=== Dataset records ===

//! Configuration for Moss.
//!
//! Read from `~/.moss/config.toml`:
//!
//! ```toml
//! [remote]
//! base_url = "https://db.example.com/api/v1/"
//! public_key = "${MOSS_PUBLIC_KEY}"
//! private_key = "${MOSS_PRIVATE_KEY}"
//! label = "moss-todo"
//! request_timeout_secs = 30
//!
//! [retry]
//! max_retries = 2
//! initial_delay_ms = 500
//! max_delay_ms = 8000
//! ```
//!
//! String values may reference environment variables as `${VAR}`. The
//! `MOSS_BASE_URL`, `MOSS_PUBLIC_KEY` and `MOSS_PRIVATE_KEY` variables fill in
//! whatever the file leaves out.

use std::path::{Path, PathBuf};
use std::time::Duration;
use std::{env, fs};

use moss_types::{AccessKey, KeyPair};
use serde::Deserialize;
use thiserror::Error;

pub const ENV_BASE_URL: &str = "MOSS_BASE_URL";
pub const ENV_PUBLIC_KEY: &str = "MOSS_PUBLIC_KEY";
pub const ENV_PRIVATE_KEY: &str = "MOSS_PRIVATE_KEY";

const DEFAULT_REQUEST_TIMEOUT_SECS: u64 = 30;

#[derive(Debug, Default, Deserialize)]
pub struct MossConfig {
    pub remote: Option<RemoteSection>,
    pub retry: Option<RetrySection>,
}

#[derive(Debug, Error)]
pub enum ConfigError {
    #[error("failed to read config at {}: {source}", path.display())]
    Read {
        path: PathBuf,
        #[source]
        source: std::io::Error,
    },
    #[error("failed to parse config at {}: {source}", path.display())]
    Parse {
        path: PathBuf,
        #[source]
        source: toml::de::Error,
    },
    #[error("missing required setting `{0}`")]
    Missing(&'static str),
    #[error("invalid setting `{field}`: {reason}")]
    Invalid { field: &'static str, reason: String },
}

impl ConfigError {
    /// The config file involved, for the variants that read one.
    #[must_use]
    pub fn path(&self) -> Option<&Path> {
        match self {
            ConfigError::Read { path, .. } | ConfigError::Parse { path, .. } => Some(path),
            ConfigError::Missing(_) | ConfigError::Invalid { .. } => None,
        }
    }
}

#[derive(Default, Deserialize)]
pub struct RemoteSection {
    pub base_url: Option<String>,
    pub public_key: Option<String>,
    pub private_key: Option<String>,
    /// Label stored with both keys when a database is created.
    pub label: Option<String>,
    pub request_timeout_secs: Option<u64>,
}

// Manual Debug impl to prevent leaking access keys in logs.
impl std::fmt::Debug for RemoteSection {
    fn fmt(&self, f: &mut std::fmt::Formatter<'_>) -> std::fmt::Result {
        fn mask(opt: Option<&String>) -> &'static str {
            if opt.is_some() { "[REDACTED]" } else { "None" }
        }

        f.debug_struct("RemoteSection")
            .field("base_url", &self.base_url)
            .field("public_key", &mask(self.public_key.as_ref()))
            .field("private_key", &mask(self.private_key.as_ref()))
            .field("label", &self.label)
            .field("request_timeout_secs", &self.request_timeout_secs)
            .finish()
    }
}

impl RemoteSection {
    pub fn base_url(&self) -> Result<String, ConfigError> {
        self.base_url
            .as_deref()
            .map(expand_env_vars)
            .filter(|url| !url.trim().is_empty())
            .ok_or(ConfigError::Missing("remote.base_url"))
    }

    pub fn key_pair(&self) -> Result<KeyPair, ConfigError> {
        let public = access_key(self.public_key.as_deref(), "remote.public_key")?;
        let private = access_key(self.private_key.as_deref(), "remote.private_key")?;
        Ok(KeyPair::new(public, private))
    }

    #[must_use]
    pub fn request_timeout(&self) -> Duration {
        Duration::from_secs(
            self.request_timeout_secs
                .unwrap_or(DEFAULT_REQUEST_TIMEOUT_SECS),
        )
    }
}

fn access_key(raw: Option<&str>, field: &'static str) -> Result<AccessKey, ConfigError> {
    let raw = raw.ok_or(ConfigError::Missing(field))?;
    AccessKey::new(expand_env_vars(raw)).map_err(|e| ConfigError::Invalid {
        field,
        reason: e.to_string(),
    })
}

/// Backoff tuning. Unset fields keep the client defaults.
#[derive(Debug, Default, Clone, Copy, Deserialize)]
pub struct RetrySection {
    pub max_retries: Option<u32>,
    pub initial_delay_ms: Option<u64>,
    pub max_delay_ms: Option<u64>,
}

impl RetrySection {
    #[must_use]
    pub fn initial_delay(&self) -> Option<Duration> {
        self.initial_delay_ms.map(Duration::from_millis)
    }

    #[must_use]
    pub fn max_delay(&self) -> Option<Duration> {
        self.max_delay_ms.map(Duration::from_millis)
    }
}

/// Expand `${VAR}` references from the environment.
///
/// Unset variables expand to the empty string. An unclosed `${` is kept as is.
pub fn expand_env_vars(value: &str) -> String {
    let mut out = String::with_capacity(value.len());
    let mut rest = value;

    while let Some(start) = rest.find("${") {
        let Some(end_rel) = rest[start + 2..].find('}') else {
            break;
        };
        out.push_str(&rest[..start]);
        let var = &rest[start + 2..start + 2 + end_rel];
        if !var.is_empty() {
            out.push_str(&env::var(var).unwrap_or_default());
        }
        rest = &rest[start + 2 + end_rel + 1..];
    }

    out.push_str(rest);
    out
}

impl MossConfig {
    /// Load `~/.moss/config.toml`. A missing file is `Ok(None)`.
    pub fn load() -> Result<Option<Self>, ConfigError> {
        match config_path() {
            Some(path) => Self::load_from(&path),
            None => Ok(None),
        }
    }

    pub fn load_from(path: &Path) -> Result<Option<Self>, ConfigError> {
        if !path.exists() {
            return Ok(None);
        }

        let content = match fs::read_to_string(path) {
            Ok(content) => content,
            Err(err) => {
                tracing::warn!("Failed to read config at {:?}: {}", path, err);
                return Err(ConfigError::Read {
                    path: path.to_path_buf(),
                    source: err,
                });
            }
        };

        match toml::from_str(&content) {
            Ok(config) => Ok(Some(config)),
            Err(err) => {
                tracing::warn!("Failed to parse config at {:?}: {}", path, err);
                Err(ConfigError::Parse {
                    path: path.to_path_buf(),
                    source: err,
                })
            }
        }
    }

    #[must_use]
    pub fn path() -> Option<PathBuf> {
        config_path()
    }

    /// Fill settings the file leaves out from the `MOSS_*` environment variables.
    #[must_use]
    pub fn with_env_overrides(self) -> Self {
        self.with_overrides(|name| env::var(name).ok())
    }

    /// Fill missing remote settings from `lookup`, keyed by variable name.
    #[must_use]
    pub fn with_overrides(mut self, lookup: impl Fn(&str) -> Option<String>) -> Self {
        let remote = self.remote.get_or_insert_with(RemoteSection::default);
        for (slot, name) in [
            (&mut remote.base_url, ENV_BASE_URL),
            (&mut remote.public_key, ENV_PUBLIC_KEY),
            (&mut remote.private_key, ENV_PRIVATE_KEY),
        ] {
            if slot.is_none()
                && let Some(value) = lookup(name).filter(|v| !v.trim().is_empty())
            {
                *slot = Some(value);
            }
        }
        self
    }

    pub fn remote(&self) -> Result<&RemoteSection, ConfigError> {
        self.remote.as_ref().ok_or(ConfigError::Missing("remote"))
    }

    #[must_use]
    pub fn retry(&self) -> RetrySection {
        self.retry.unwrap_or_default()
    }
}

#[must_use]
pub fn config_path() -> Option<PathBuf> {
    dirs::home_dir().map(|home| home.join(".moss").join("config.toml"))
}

===

• Exercise requirements:
Copy each line of the data exactly, leaving nothing out.

• Final answer:
//! Configuration for Moss.
//!
//! Read from `~/.moss/config.toml`:
//!
//! ```toml
//! [remote]
//! base_url = "https://db.example.com/api/v1/"
//! public_key = "${MOSS_PUBLIC_KEY}"
//! private_key = "${MOSS_PRIVATE_KEY}"
//! label = "moss-todo"
//! request_timeout_secs = 30
//!
//! [retry]
//! max_retries = 2
//! initial_delay_ms = 500
//! max_delay_ms = 8000
//! ```
//!
//! String values may reference environment variables as `${VAR}`. The
//! `MOSS_BASE_URL`, `MOSS_PUBLIC_KEY` and `MOSS_PRIVATE_KEY` variables fill in
//! whatever the file leaves out.

use std::path::{Path, PathBuf};
use std::time::Duration;
use std::{env, fs};

use moss_types::{AccessKey, KeyPair};
use serde::Deserialize;
use thiserror::Error;

pub const ENV_BASE_URL: &str = "MOSS_BASE_URL";
pub const ENV_PUBLIC_KEY: &str = "MOSS_PUBLIC_KEY";
pub const ENV_PRIVATE_KEY: &str = "MOSS_PRIVATE_KEY";

const DEFAULT_REQUEST_TIMEOUT_SECS: u64 = 30;

#[derive(Debug, Default, Deserialize)]
pub struct MossConfig {
    pub remote: Option<RemoteSection>,
    pub retry: Option<RetrySection>,
}

#[derive(Debug, Error)]
pub enum ConfigError {
    #[error("failed to read config at {}: {source}", path.display())]
    Read {
        path: PathBuf,
        #[source]
        source: std::io::Error,
    },
    #[error("failed to parse config at {}: {source}", path.display())]
    Parse {
        path: PathBuf,
        #[source]
        source: toml::de::Error,
    },
    #[error("missing required setting `{0}`")]
    Missing(&'static str),
    #[error("invalid setting `{field}`: {reason}")]
    Invalid { field: &'static str, reason: String },
}

impl ConfigError {
    /// The config file involved, for the variants that read one.
    #[must_use]
    pub fn path(&self) -> Option<&Path> {
        match self {
            ConfigError::Read { path, .. } | ConfigError::Parse { path, .. } => Some(path),
            ConfigError::Missing(_) | ConfigError::Invalid { .. } => None,
        }
    }
}

#[derive(Default, Deserialize)]
pub struct RemoteSection {
    pub base_url: Option<String>,
    pub public_key: Option<String>,
    pub private_key: Option<String>,
    /// Label stored with both keys when a database is created.
    pub label: Option<String>,
    pub request_timeout_secs: Option<u64>,
}

// Manual Debug impl to prevent leaking access keys in logs.
impl std::fmt::Debug for RemoteSection {
    fn fmt(&self, f: &mut std::fmt::Formatter<'_>) -> std::fmt::Result {
        fn mask(opt: Option<&String>) -> &'static str {
            if opt.is_some() { "[REDACTED]" } else { "None" }
        }

        f.debug_struct("RemoteSection")
            .field("base_url", &self.base_url)
            .field("public_key", &mask(self.public_key.as_ref()))
            .field("private_key", &mask(self.private_key.as_ref()))
            .field("label", &self.label)
            .field("request_timeout_secs", &self.request_timeout_secs)
            .finish()
    }
}

impl RemoteSection {
    pub fn base_url(&self) -> Result<String, ConfigError> {
        self.base_url
            .as_deref()
            .map(expand_env_vars)
            .filter(|url| !url.trim().is_empty())
            .ok_or(ConfigError::Missing("remote.base_url"))
    }

    pub fn key_pair(&self) -> Result<KeyPair, ConfigError> {
        let public = access_key(self.public_key.as_deref(), "remote.public_key")?;
        let private = access_key(self.private_key.as_deref(), "remote.private_key")?;
        Ok(KeyPair::new(public, private))
    }

    #[must_use]
    pub fn request_timeout(&self) -> Duration {
        Duration::from_secs(
            self.request_timeout_secs
                .unwrap_or(DEFAULT_REQUEST_TIMEOUT_SECS),
        )
    }
}

fn access_key(raw: Option<&str>, field: &'static str) -> Result<AccessKey, ConfigError> {
    let raw = raw.ok_or(ConfigError::Missing(field))?;
    AccessKey::new(expand_env_vars(raw)).map_err(|e| ConfigError::Invalid {
        field,
        reason: e.to_string(),
    })
}

/// Backoff tuning. Unset fields keep the client defaults.
#[derive(Debug, Default, Clone, Copy, Deserialize)]
pub struct RetrySection {
    pub max_retries: Option<u32>,
    pub initial_delay_ms: Option<u64>,
    pub max_delay_ms: Option<u64>,
}

impl RetrySection {
    #[must_use]
    pub fn initial_delay(&self) -> Option<Duration> {
        self.initial_delay_ms.map(Duration::from_millis)
    }

    #[must_use]
    pub fn max_delay(&self) -> Option<Duration> {
        self.max_delay_ms.map(Duration::from_millis)
    }
}

/// Expand `${VAR}` references from the environment.
///
/// Unset variables expand to the empty string. An unclosed `${` is kept as is.
pub fn expand_env_vars(value: &str) -> String {
    let mut out = String::with_capacity(value.len());
    let mut rest = value;

    while let Some(start) = rest.find("${") {
        let Some(end_rel) = rest[start + 2..].find('}') else {
            break;
        };
        out.push_str(&rest[..start]);
        let var = &rest[start + 2..start + 2 + end_rel];
        if !var.is_empty() {
            out.push_str(&env::var(var).unwrap_or_default());
        }
        rest = &rest[start + 2 + end_rel + 1..];
    }

    out.push_str(rest);
    out
}

impl MossConfig {
    /// Load `~/.moss/config.toml`. A missing file is `Ok(None)`.
    pub fn load() -> Result<Option<Self>, ConfigError> {
        match config_path() {
            Some(path) => Self::load_from(&path),
            None => Ok(None),
        }
    }

    pub fn load_from(path: &Path) -> Result<Option<Self>, ConfigError> {
        if !path.exists() {
            return Ok(None);
        }

        let content = match fs::read_to_string(path) {
            Ok(content) => content,
            Err(err) => {
                tracing::warn!("Failed to read config at {:?}: {}", path, err);
                return Err(ConfigError::Read {
                    path: path.to_path_buf(),
                    source: err,
                });
            }
        };

        match toml::from_str(&content) {
            Ok(config) => Ok(Some(config)),
            Err(err) => {
                tracing::warn!("Failed to parse config at {:?}: {}", path, err);
                Err(ConfigError::Parse {
                    path: path.to_path_buf(),
                    source: err,
                })
            }
        }
    }

    #[must_use]
    pub fn path() -> Option<PathBuf> {
        config_path()
    }

    /// Fill settings the file leaves out from the `MOSS_*` environment variables.
    #[must_use]
    pub fn with_env_overrides(self) -> Self {
        self.with_overrides(|name| env::var(name).ok())
    }

    /// Fill missing remote settings from `lookup`, keyed by variable name.
    #[must_use]
    pub fn with_overrides(mut self, lookup: impl Fn(&str) -> Option<String>) -> Self {
        let remote = self.remote.get_or_insert_with(RemoteSection::default);
        for (slot, name) in [
            (&mut remote.base_url, ENV_BASE_URL),
            (&mut remote.public_key, ENV_PUBLIC_KEY),
            (&mut remote.private_key, ENV_PRIVATE_KEY),
        ] {
            if slot.is_none()
                && let Some(value) = lookup(name).filter(|v| !v.trim().is_empty())
            {
                *slot = Some(value);
            }
        }
        self
    }

    pub fn remote(&self) -> Result<&RemoteSection, ConfigError> {
        self.remote.as_ref().ok_or(ConfigError::Missing("remote"))
    }

    #[must_use]
    pub fn retry(&self) -> RetrySection {
        self.retry.unwrap_or_default()
    }
}

#[must_use]
pub fn config_path() -> Option<PathBuf> {
    dirs::home_dir().map(|home| home.join(".moss").join("config.toml"))
}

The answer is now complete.